Déjà, l’objectif est (à demi) atteint, et « l’expérience Pitesti » de plus en plus connue, en Roumanie et à l’étranger. Les anciens détenus, dont le nombre s’étiole au fil des ans, aimeraient désormais que soit créée une journée des victimes du communisme. Afin que cette incroyable expérience de déshumanisation soit inscrite au fer rouge dans le calendrier. Car comme le confie Aristide, un peu mystique, s’il a « survécu, c’est pour pouvoir raconter et faire en sorte que cela ne se répète pas. Jamais. »
Marion Guyonvarch


Pitesti, « l’île de l’horreur absolue » *
L’expérience de rééducation par la torture menée à Pitesti entre 1949 et 1952 s’inscrit dans le processus de destruction des élites menée sur ordre de Staline. Sa particularité réside notamment dans le fait que les détenus se torturaient mutuellement. Un ancien espion, Alexandru Nicolski, dirige l’opération. Il recrute un détenu politique, Eugen Turcanu, qui enrôle neuf de ses compagnons de cellule : la première équipe de tortionnaires est créée et va commencer son entreprise de destruction psychique le 6 décembre 1949.
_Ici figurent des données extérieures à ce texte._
//! Header-merge (C9): folds the headers accumulated in `envelope.headers`
//! (by `Received`, `MessageId`, `Spf`, `SpamCheck`) into `envelope.data`,
//! since delivery and relay read the raw body, not the side vector.
//!
//! Must run after every handler that pushes to `envelope.headers` and
//! before `ImapDeliver`/`Relay`.

use async_trait::async_trait;

use super::{Handler, HandlerError};
use crate::state::SessionState;

pub struct HeaderMerge;

#[async_trait]
impl Handler for HeaderMerge {
    fn name(&self) -> &str {
        "header-merge"
    }

    async fn handle(&self, state: &mut SessionState) -> Result<(), HandlerError> {
        if state.envelope.headers.is_empty() {
            return Ok(());
        }

        let mut merged = Vec::with_capacity(state.envelope.data.len() + 256);
        for (name, value) in &state.envelope.headers {
            merged.extend_from_slice(name.as_bytes());
            merged.extend_from_slice(b": ");
            merged.extend_from_slice(value.as_bytes());
            merged.extend_from_slice(b"\r\n");
        }
        merged.extend_from_slice(&state.envelope.data);
        state.envelope.data = merged;
        Ok(())
    }
}

#[cfg(test)]
mod tests {
    use super::*;

    #[tokio::test]
    async fn prepends_headers_in_vector_order() {
        let handler = HeaderMerge;
        let mut state = SessionState::new("127.0.0.1".parse().unwrap());
        state.envelope.headers.push(("Received".to_string(), "from a by b".to_string()));
        state.envelope.headers.push(("Message-ID".to_string(), "<abc@example.com>".to_string()));
        state.envelope.data = b"Subject: hi\r\n\r\nbody\r\n".to_vec();

        handler.handle(&mut state).await.unwrap();

        assert_eq!(
            state.envelope.data,
            b"Received: from a by b\r\nMessage-ID: <abc@example.com>\r\nSubject: hi\r\n\r\nbody\r\n".to_vec()
        );
    }

    #[tokio::test]
    async fn leaves_data_untouched_when_no_headers_accumulated() {
        let handler = HeaderMerge;
        let mut state = SessionState::new("127.0.0.1".parse().unwrap());
        state.envelope.data = b"Subject: hi\r\n\r\nbody\r\n".to_vec();

        handler.handle(&mut state).await.unwrap();

        assert_eq!(state.envelope.data, b"Subject: hi\r\n\r\nbody\r\n".to_vec());
    }
}
//! Per-connection session state (part of C6's `SessionState` record).

use std::net::IpAddr;
use std::sync::atomic::{AtomicU64, Ordering};

use chrono::{DateTime, Utc};

use crate::address::MailAddress;

static NEXT_SESSION_COUNTER: AtomicU64 = AtomicU64::new(1);

/// Monotonically increasing per-process counter paired with the moment the
/// session was created.
#[derive(Debug, Clone, Copy, PartialEq, Eq)]
pub struct SessionId {
    pub counter: u64,
    pub started_at: DateTime<Utc>,
}

impl SessionId {
    pub fn new() -> Self {
        SessionId {
            counter: NEXT_SESSION_COUNTER.fetch_add(1, Ordering::Relaxed),
            started_at: Utc::now(),
        }
    }
}

/// The sender, recipients, body and header accumulator for one in-flight
/// transaction. Cleared after each successful DATA, `RSET`, or `EHLO`/`HELO`.
#[derive(Debug, Clone, Default)]
pub struct Envelope {
    pub from: Option<MailAddress>,
    pub to: Vec<MailAddress>,
    pub data: Vec<u8>,
    pub headers: Vec<(String, String)>,
}

impl Envelope {
    pub fn reset(&mut self) {
        self.from = None;
        self.to.clear();
        self.data.clear();
        self.headers.clear();
    }

    pub fn can_receive_mail(&self) -> Result<(), &'static str> {
        if self.from.is_some() {
            return Err("Sender already specified");
        }
        Ok(())
    }

    pub fn can_receive_rcpt(&self) -> Result<(), &'static str> {
        if self.from.is_none() {
            return Err("Need mail before RCPT");
        }
        Ok(())
    }

    pub fn can_receive_data(&self) -> Result<(), &'static str> {
        if self.from.is_none() {
            return Err("Need mail before DATA");
        }
        if self.to.is_empty() {
            return Err("Need RCPT before DATA");
        }
        Ok(())
    }
}

/// Per-connection mutable record. Lives on the task stack for the
/// connection's lifetime; never shared across tasks.
pub struct SessionState {
    pub remote_ip: IpAddr,
    pub session_id: SessionId,
    pub peer_hostname: Option<String>,
    pub user: Option<String>,
    pub tls_active: bool,
    pub envelope: Envelope,
}

impl SessionState {
    pub fn new(remote_ip: IpAddr) -> Self {
        SessionState {
            remote_ip,
            session_id: SessionId::new(),
            peer_hostname: None,
            user: None,
            tls_active: false,
            envelope: Envelope::default(),
        }
    }
}
//! IP blacklist (checked on accept, spec.md §4.6): an externally supplied
//! denylist the server consults before reading any command from a new
//! connection. Grounded on the original's `helpers/blacklist.go`, which
//! downloads NiX Spam's list into a sorted in-memory vector and binary
//! searches it.

use std::net::IpAddr;

/// A source of blacklisted IPs. Implementations decide how the list is
/// obtained and refreshed; the server only needs a yes/no answer per IP.
pub trait Blacklist: Send + Sync {
    fn is_blacklisted(&self, ip: IpAddr) -> bool;
}

/// The default when no `BLACKLIST_URL` is configured: nothing is blocked.
pub struct NoBlacklist;

impl Blacklist for NoBlacklist {
    fn is_blacklisted(&self, _ip: IpAddr) -> bool {
        false
    }
}

/// Loads a newline-delimited list of blacklisted IPs from an HTTP endpoint
/// once at construction, sorted for binary search.
pub struct HttpBlacklist {
    entries: Vec<IpAddr>,
}

impl HttpBlacklist {
    pub async fn fetch(url: &str) -> Result<Self, reqwest::Error> {
        let body = reqwest::get(url).await?.text().await?;
        let mut entries: Vec<IpAddr> = body
            .lines()
            .filter_map(|line| line.trim().parse::<IpAddr>().ok())
            .collect();
        entries.sort();
        Ok(HttpBlacklist { entries })
    }
}

impl Blacklist for HttpBlacklist {
    fn is_blacklisted(&self, ip: IpAddr) -> bool {
        self.entries.binary_search(&ip).is_ok()
    }
}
L’objectif était de « démasquer » les étudiants ou jeunes intellectuels anti-communistes, en cinq étapes. Les méthodes de torture étaient d’une rare barbarie : les détenus devaient par exemple rester debout, face à un mur, un pied levé, jusqu’à l’épuisement. Ou passer au milieu d’une rangée d’autres prisonniers qui les frappaient. Eugen Turcanu, tortionnaire en chef, avait aussi imaginé des tortures d’un cruel « raffinement » ; la nuit de Pâques, les détenus qui n’avaient pas abjuré leur foi devaient « communier » avec des excréments. Ces tortures continuelles devaient amener le prisonnier à avouer ses activités anti-communistes, à dénoncer les opposants au régime, puis à le convaincre qu’il était une bête, l’amener à renier Dieu et toutes ses convictions. Et le pousser à collaborer avec la Securitate contre les « ennemis du peuple », notamment en prenant part aux tortures.
Lorsque ces pratiques furent connues en Europe de l’Ouest, l’expérience cessa, en 1952. Une enquête et un procès furent organisés : 22 membres des commandos dirigés par Eugen Turcanu furent condamnés à mort le 10 novembre 1954. Aucun responsable de la Securitate, qui avait instrumenté cette « rééducation », n’a réellement été condamné.